Fonte: Diário do Porto
É de dar dó. Quem já passou pelo Galpão da Cidadania no Porto Maravilha durante as campanhas do Natal Sem Fome não reconhece o movimento na enorme estrutura que já viveu tempos de fartura de doações de alimentos. Ano passado mesmo, no começo da pandemia, os espaços da antiga fábrica ficavam cheios de cestas básicas doadas por empresas, instituições e a população em geral. Hoje, o que chega mal dá para as comunidades vizinhas.
A Ação da Cidadania vive dias de penúria de doações de alimentos no momento em que as desigualdades sociais mais se acentuam por conta da pandemia. Pesquisas recentes apontam que 63 milhões de brasileiros passaram a viver abaixo da linha da pobreza. Mas a escassez de doações de alimentos para distribuir a quem mais precisa não ocorre somente no Rio de Janeiro. Ao contrário, é a realidade de vários estados, por conta do empobrecimento da população.
Para se ter uma ideia, em 2020 a Ação da Cidadania – pioneira nas grandes ações de mobilização para o combate à fome no país – comprava e distribuía perto de 80 mil cestas por mês. Agora, só consegue distribuir 8 mil, apenas 10%. No mês em que o projeto idealizado pelo sociólogo Herbert de Souza, o Betinho, completa 28 anos de trabalho ininterrupto, não há o que comemorar.
225 milhões de pratos em 28 anos
Em todos esses anos, a ONG já atendeu mais de 22 milhões de brasileiros com mais de 45 mil toneladas de alimentos, o que equivale a 225 milhões de pratos de comida. Em 2020, arrecadou o suficiente para 10 mil toneladas de alimentos, que apoiaram quase 4 milhões de pessoas em todos os estados.
A Ação da Cidadania não estabeleceu meta para este ano, mas a ideia é superar 2020, ou seja, 10 mil toneladas juntando as duas ações. Desta vez, foi criado um site exclusivo (https://www.brasilsemfome.org.br/) para o recolhimento das doações e sem pontos fixos de coleta, por conta da pandemia. Lançada em fevereiro, a Campanha do Brasil Sem Fome, até o momento, já auxiliou mais 48.000 brasileiros e brasileiras, distribuindo mais 12 mil cestas.
Desde o ano passado a ONG vem fazendo ações para mobilizar o setor empresarial a contribuir com a causa.
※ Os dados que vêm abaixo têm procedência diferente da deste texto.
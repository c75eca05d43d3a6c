//! Pure analytics over mined history.
//!
//! - [`aggregate`] reduces commit and file records to repository statistics
//! - [`sessions`] splits commits into work sessions by idle gap
//! - [`timeline`] buckets commits by hour of day and calendar day
//! - [`estimate`] turns statistics into human-effort scenarios
//!
//! Nothing here performs I/O.

pub mod aggregate;
pub mod estimate;
pub mod sessions;
pub mod timeline;

pub use aggregate::{aggregate, AggregateStatistics};
pub use estimate::{estimate_effort, EffortEstimate};
pub use sessions::{segment_sessions, SessionSummary};
pub use timeline::{build_timeline, ActivityTimeline};
//! Core types, configuration, and error handling for gitpace.
//!
//! This crate provides the shared foundation used by the other gitpace crates:
//! - [`GitpaceError`]: unified error type using `thiserror`
//! - [`GitpaceConfig`]: configuration loaded from `.gitpace.toml`
//! - History records: [`CommitRecord`], [`ChangeStats`], [`FileDelta`],
//!   [`FileRecord`], [`Session`]

mod config;
mod error;
mod types;

pub use config::{
    EstimationConfig, FileHourModel, GitpaceConfig, HistoryConfig, ScenarioRates, SessionConfig,
};
pub use error::GitpaceError;
pub use types::{
    extension_of, language_tag, ChangeStats, CommitRecord, FileCategory, FileDelta, FileRecord,
    OutputFormat, Session,
};

/// A convenience `Result` type for gitpace operations.
pub type Result<T> = std::result::Result<T, GitpaceError>;
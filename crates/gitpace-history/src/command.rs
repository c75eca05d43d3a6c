//! History queries answered by shelling out to the `git` CLI.

use std::path::PathBuf;
use std::process::Command;

use crate::gateway::{HistoryQuery, QueryFailure, QueryKind, QueryOutput};

/// Fields of one commit-log line, `hash|author|email|timestamp|subject`.
const COMMIT_LOG_FORMAT: &str = "--format=%H|%an|%ae|%at|%s";

/// Fields of one file-history line, `hash|timestamp|author`.
const FILE_LOG_FORMAT: &str = "--format=%H|%at|%an";

/// [`HistoryQuery`] that runs `git` as a subprocess in the repository root.
///
/// A spawn error or non-zero exit status becomes [`QueryOutput::Failed`].
///
/// # Examples
///
/// ```no_run
/// use gitpace_history::command::GitCliGateway;
/// use gitpace_history::gateway::HistoryQuery;
///
/// let gateway = GitCliGateway::new(".");
/// for line in gateway.tracked_files().text().lines() {
///     println!("{line}");
/// }
/// ```
#[derive(Debug, Clone)]
pub struct GitCliGateway {
    root: PathBuf,
}

impl GitCliGateway {
    pub fn new(root: impl Into<PathBuf>) -> Self {
        Self { root: root.into() }
    }

    fn git(&self, kind: QueryKind, subject: Option<&str>, args: &[&str]) -> QueryOutput {
        let output = match Command::new("git")
            .args(["-c", "core.quotepath=off"])
            .args(args)
            .current_dir(&self.root)
            .output()
        {
            Ok(output) => output,
            Err(e) => {
                return QueryOutput::Failed(QueryFailure::new(
                    kind,
                    subject,
                    format!("failed to run git: {e}"),
                ))
            }
        };

        if !output.status.success() {
            let stderr = String::from_utf8_lossy(&output.stderr);
            return QueryOutput::Failed(QueryFailure::new(
                kind,
                subject,
                format!("git {} failed ({}): {}", args[0], output.status, stderr.trim()),
            ));
        }

        QueryOutput::from_text(String::from_utf8_lossy(&output.stdout).into_owned())
    }
}

impl HistoryQuery for GitCliGateway {
    fn commit_log(&self) -> QueryOutput {
        self.git(QueryKind::CommitLog, None, &["log", COMMIT_LOG_FORMAT])
    }

    fn commit_summary(&self, hash: &str) -> QueryOutput {
        self.git(
            QueryKind::CommitSummary,
            Some(hash),
            &["show", "--stat", "--no-renames", "--format=", hash],
        )
    }

    fn commit_numstat(&self, hash: &str) -> QueryOutput {
        self.git(
            QueryKind::CommitNumstat,
            Some(hash),
            &["show", "--numstat", "--no-renames", "--format=", hash],
        )
    }

    fn tracked_files(&self) -> QueryOutput {
        self.git(
            QueryKind::TrackedFiles,
            None,
            &["ls-tree", "-r", "HEAD", "--name-only"],
        )
    }

    fn file_log(&self, path: &str) -> QueryOutput {
        self.git(
            QueryKind::FileLog,
            Some(path),
            &["log", FILE_LOG_FORMAT, "--", path],
        )
    }
}
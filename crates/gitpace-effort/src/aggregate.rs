//! Whole-repository statistics.
//!
//! A pure reduction over file and commit records: totals, language
//! breakdown, effort-category counts, time span, and contributors.

use std::collections::{BTreeMap, HashMap};

use gitpace_core::{CommitRecord, FileCategory, FileRecord};
use serde::{Deserialize, Serialize};

const SECONDS_PER_HOUR: f64 = 3600.0;
const SECONDS_PER_DAY: f64 = 86_400.0;

/// Aggregate metrics for one analysis run.
#[derive(Debug, Clone, Default, PartialEq, Serialize, Deserialize)]
#[serde(rename_all = "camelCase")]
pub struct AggregateStatistics {
    pub totals: Totals,
    /// Language tag → totals, sorted by tag.
    pub languages: BTreeMap<String, LanguageTotals>,
    /// File counts per effort category.
    pub categories: CategoryCounts,
    pub time_span: TimeSpan,
    /// Per-author commit and line counts, most active first.
    pub contributors: Vec<Contributor>,
}

/// Repository-wide totals.
#[derive(Debug, Clone, Default, PartialEq, Serialize, Deserialize)]
#[serde(rename_all = "camelCase")]
pub struct Totals {
    pub files: u64,
    pub lines: u64,
    pub size_bytes: u64,
    /// `size_bytes` in MiB, rounded to two decimals.
    pub size_mb: f64,
    pub commits: u64,
    pub insertions: u64,
    pub deletions: u64,
    /// `insertions - deletions`; negative when the history shrank the tree.
    pub net_lines: i64,
}

#[derive(Debug, Clone, Default, PartialEq, Eq, Serialize, Deserialize)]
#[serde(rename_all = "camelCase")]
pub struct LanguageTotals {
    pub files: u64,
    pub lines: u64,
    pub size_bytes: u64,
}

/// Number of files in each effort category.
///
/// # Examples
///
/// ```
/// use gitpace_core::FileCategory;
/// use gitpace_effort::aggregate::CategoryCounts;
///
/// let counts = CategoryCounts { script: 3, configuration: 2, other: 5 };
/// assert_eq!(counts.get(FileCategory::Configuration), 2);
/// ```
#[derive(Debug, Clone, Copy, Default, PartialEq, Eq, Serialize, Deserialize)]
#[serde(rename_all = "camelCase")]
pub struct CategoryCounts {
    pub script: u64,
    pub configuration: u64,
    pub other: u64,
}

impl CategoryCounts {
    pub fn get(&self, category: FileCategory) -> u64 {
        match category {
            FileCategory::Script => self.script,
            FileCategory::Configuration => self.configuration,
            FileCategory::Other => self.other,
        }
    }

    fn add(&mut self, category: FileCategory) {
        match category {
            FileCategory::Script => self.script += 1,
            FileCategory::Configuration => self.configuration += 1,
            FileCategory::Other => self.other += 1,
        }
    }
}

/// Elapsed time between the earliest and latest commit.
///
/// Zero in every unit when there are no commits.
#[derive(Debug, Clone, Default, PartialEq, Serialize, Deserialize)]
#[serde(rename_all = "camelCase")]
pub struct TimeSpan {
    pub first_commit: Option<i64>,
    pub last_commit: Option<i64>,
    pub seconds: i64,
    pub hours: f64,
    pub days: f64,
}

impl TimeSpan {
    /// Span covering `timestamps` (any order).
    ///
    /// # Examples
    ///
    /// ```
    /// use gitpace_effort::aggregate::TimeSpan;
    ///
    /// let span = TimeSpan::from_timestamps([7200, 0, 3600]);
    /// assert_eq!(span.seconds, 7200);
    /// assert_eq!(span.hours, 2.0);
    ///
    /// let empty = TimeSpan::from_timestamps([]);
    /// assert_eq!(empty.days, 0.0);
    /// assert!(empty.first_commit.is_none());
    /// ```
    pub fn from_timestamps(timestamps: impl IntoIterator<Item = i64>) -> Self {
        let mut bounds: Option<(i64, i64)> = None;
        for ts in timestamps {
            bounds = Some(match bounds {
                None => (ts, ts),
                Some((lo, hi)) => (lo.min(ts), hi.max(ts)),
            });
        }
        let Some((first, last)) = bounds else {
            return Self::default();
        };
        let seconds = last.saturating_sub(first);
        Self {
            first_commit: Some(first),
            last_commit: Some(last),
            seconds,
            hours: seconds as f64 / SECONDS_PER_HOUR,
            days: seconds as f64 / SECONDS_PER_DAY,
        }
    }
}

/// Commit activity of one author (keyed by name and email).
#[derive(Debug, Clone, PartialEq, Eq, Serialize, Deserialize)]
#[serde(rename_all = "camelCase")]
pub struct Contributor {
    pub name: String,
    pub email: String,
    pub commits: u64,
    pub insertions: u64,
    pub deletions: u64,
}

/// Reduce file and commit records into [`AggregateStatistics`].
///
/// # Examples
///
/// ```
/// use gitpace_core::{ChangeStats, CommitRecord, FileRecord};
/// use gitpace_effort::aggregate::aggregate;
///
/// let mut file = FileRecord::empty("src/main.rs");
/// file.lines = 120;
/// let commit = CommitRecord {
///     hash: "h1".into(),
///     author: "alice".into(),
///     email: "alice@example.com".into(),
///     timestamp: 1_700_000_000,
///     message: "init".into(),
///     stats: ChangeStats { files_changed: 1, insertions: 130, deletions: 10, files: vec![] },
/// };
///
/// let stats = aggregate(&[file], &[commit]);
/// assert_eq!(stats.totals.lines, 120);
/// assert_eq!(stats.totals.net_lines, 120);
/// assert_eq!(stats.languages["Rust"].files, 1);
/// ```
pub fn aggregate(files: &[FileRecord], commits: &[CommitRecord]) -> AggregateStatistics {
    let mut totals = Totals::default();
    let mut languages: BTreeMap<String, LanguageTotals> = BTreeMap::new();
    let mut categories = CategoryCounts::default();

    for file in files {
        totals.files += 1;
        totals.lines += file.lines;
        totals.size_bytes += file.size_bytes;
        categories.add(file.category);

        let entry = languages.entry(file.language.clone()).or_default();
        entry.files += 1;
        entry.lines += file.lines;
        entry.size_bytes += file.size_bytes;
    }
    totals.size_mb = round2(totals.size_bytes as f64 / 1024.0 / 1024.0);

    // Key: (author name, email)
    let mut by_author: HashMap<(String, String), Contributor> = HashMap::new();
    for commit in commits {
        totals.commits += 1;
        totals.insertions += commit.stats.insertions;
        totals.deletions += commit.stats.deletions;

        let contributor = by_author
            .entry((commit.author.clone(), commit.email.clone()))
            .or_insert_with(|| Contributor {
                name: commit.author.clone(),
                email: commit.email.clone(),
                commits: 0,
                insertions: 0,
                deletions: 0,
            });
        contributor.commits += 1;
        contributor.insertions += commit.stats.insertions;
        contributor.deletions += commit.stats.deletions;
    }
    totals.net_lines = totals.insertions as i64 - totals.deletions as i64;

    let mut contributors: Vec<Contributor> = by_author.into_values().collect();
    contributors.sort_by(|a, b| {
        b.commits
            .cmp(&a.commits)
            .then_with(|| a.name.cmp(&b.name))
            .then_with(|| a.email.cmp(&b.email))
    });

    AggregateStatistics {
        totals,
        languages,
        categories,
        time_span: TimeSpan::from_timestamps(commits.iter().map(|c| c.timestamp)),
        contributors,
    }
}

fn round2(value: f64) -> f64 {
    (value * 100.0).round() / 100.0
}

#[cfg(test)]
mod tests {
    use super::*;
    use gitpace_core::ChangeStats;

    fn file(path: &str, lines: u64, size: u64, category: FileCategory) -> FileRecord {
        let mut record = FileRecord::empty(path);
        record.lines = lines;
        record.size_bytes = size;
        record.category = category;
        record
    }

    fn commit(author: &str, timestamp: i64, insertions: u64, deletions: u64) -> CommitRecord {
        CommitRecord {
            hash: format!("hash_{timestamp}"),
            author: author.into(),
            email: format!("{author}@example.com"),
            timestamp,
            message: "test commit".into(),
            stats: ChangeStats {
                files_changed: 1,
                insertions,
                deletions,
                files: Vec::new(),
            },
        }
    }

    #[test]
    fn empty_inputs_give_zero_statistics() {
        let stats = aggregate(&[], &[]);
        assert_eq!(stats, AggregateStatistics::default());
        assert_eq!(stats.time_span.seconds, 0);
        assert_eq!(stats.time_span.hours, 0.0);
        assert!(stats.contributors.is_empty());
    }

    #[test]
    fn totals_and_language_breakdown() {
        let files = vec![
            file("a.py", 100, 2048, FileCategory::Script),
            file("b.py", 50, 1024, FileCategory::Script),
            file("README.md", 20, 512, FileCategory::Configuration),
            file("Makefile", 10, 128, FileCategory::Other),
            file("data.xyz", 5, 64, FileCategory::Other),
        ];
        let stats = aggregate(&files, &[]);
        assert_eq!(stats.totals.files, 5);
        assert_eq!(stats.totals.lines, 185);
        assert_eq!(stats.totals.size_bytes, 3776);
        assert_eq!(
            stats.languages["Python"],
            LanguageTotals {
                files: 2,
                lines: 150,
                size_bytes: 3072
            }
        );
        assert_eq!(stats.languages["Other"].files, 2);
        assert_eq!(stats.languages["Markdown"].lines, 20);
        assert_eq!(
            stats.categories,
            CategoryCounts {
                script: 2,
                configuration: 1,
                other: 2
            }
        );
    }

    #[test]
    fn size_in_megabytes_is_rounded() {
        let files = vec![file("big.bin", 0, 1_572_864, FileCategory::Other)];
        assert_eq!(aggregate(&files, &[]).totals.size_mb, 1.5);
    }

    #[test]
    fn net_lines_can_be_negative() {
        let commits = vec![commit("alice", 100, 10, 40)];
        let stats = aggregate(&[], &commits);
        assert_eq!(stats.totals.net_lines, -30);
    }

    #[test]
    fn time_span_uses_min_and_max_regardless_of_order() {
        let commits = vec![
            commit("alice", 90_000, 1, 0),
            commit("bob", 3_600, 1, 0),
            commit("alice", 176_400, 1, 0),
        ];
        let stats = aggregate(&[], &commits);
        assert_eq!(stats.time_span.first_commit, Some(3_600));
        assert_eq!(stats.time_span.last_commit, Some(176_400));
        assert_eq!(stats.time_span.seconds, 172_800);
        assert_eq!(stats.time_span.hours, 48.0);
        assert_eq!(stats.time_span.days, 2.0);
    }

    #[test]
    fn time_span_across_the_whole_i64_range_saturates() {
        let span = TimeSpan::from_timestamps([i64::MAX, i64::MIN]);
        assert_eq!(span.first_commit, Some(i64::MIN));
        assert_eq!(span.last_commit, Some(i64::MAX));
        assert_eq!(span.seconds, i64::MAX);
        assert!(span.days > 0.0);
    }

    #[test]
    fn contributors_sorted_by_commits_then_name() {
        let commits = vec![
            commit("bob", 1, 5, 0),
            commit("alice", 2, 3, 1),
            commit("carol", 3, 1, 0),
            commit("carol", 4, 2, 2),
        ];
        let stats = aggregate(&[], &commits);
        let names: Vec<&str> = stats.contributors.iter().map(|c| c.name.as_str()).collect();
        assert_eq!(names, vec!["carol", "alice", "bob"]);
        assert_eq!(stats.contributors[0].insertions, 3);
        assert_eq!(stats.contributors[0].deletions, 2);
    }
}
A nova campanha seguirá de forma contínua até julho, com o apoio da Rede Brasil do Pacto Global, programa da ONU que promove os Objetivos de Desenvolvimento Sustentável (ODS) entre as empresas.
Famílias procuram comida no lixo
Para Rodrigo Kiko Afonso, diretor executivo da Ação da Cidadania, a dramática situação de insegurança alimentar é inadmissível após um ano em que a pandemia do coronavírus piorou a vida de tantas famílias.|
"O debate da fome é algo que vem sendo discutido ano após ano no Brasil por entidades do terceiro setor. Sem alimentos básicos e fundamentais na mesa dos brasileiros, como fica a situação destas famílias que estão vivendo abaixo da linha da pobreza? As famílias estão sobrevivendo de restos, de doações e muitas vezes tendo que procurar no lixo, o que comer”, lamenta.
A criação de campanhas ininterruptas visa a dar um pouco mais de qualidade de vida aos brasileiros. “Além da falta de alimentos, já lhes foi privado também a dignidade. Enquanto as crises não se solucionam, as pessoas precisam do nosso apoio, afinal, como diria Betinho, ‘quem tem fome, tem pressa'”, diz o ativista.
Brasil de volta ao mapa da fome
Pesquisa de Orçamentos Familiares (POF), 2017-2018, divulgada pelo IBGE apontou que mais de 10,3 milhões de pessoas já vivem em domicílios nos quais houve privação severa de alimentos. Desde o ano passado, o Brasil já dava indícios que voltaria a fazer parte do Mapa da Fome. Dos 68,9 milhões de domicílios no Brasil, 36,7% estavam com algum grau de insegurança alimentar, atingindo 84,9 milhões de pessoas. A prevalência nacional de segurança alimentar caiu para 63,3%, em 2017-2018, alcançando seu patamar mais baixo.
A ONG desenvolve um trabalho de orientação aos governos sobre políticas públicas de combate à fome. No fim do ano passado, a Ação da Cidadania criou uma cartilha com 40 propostas sobre Segurança Alimentar e Nutricional em todo o país.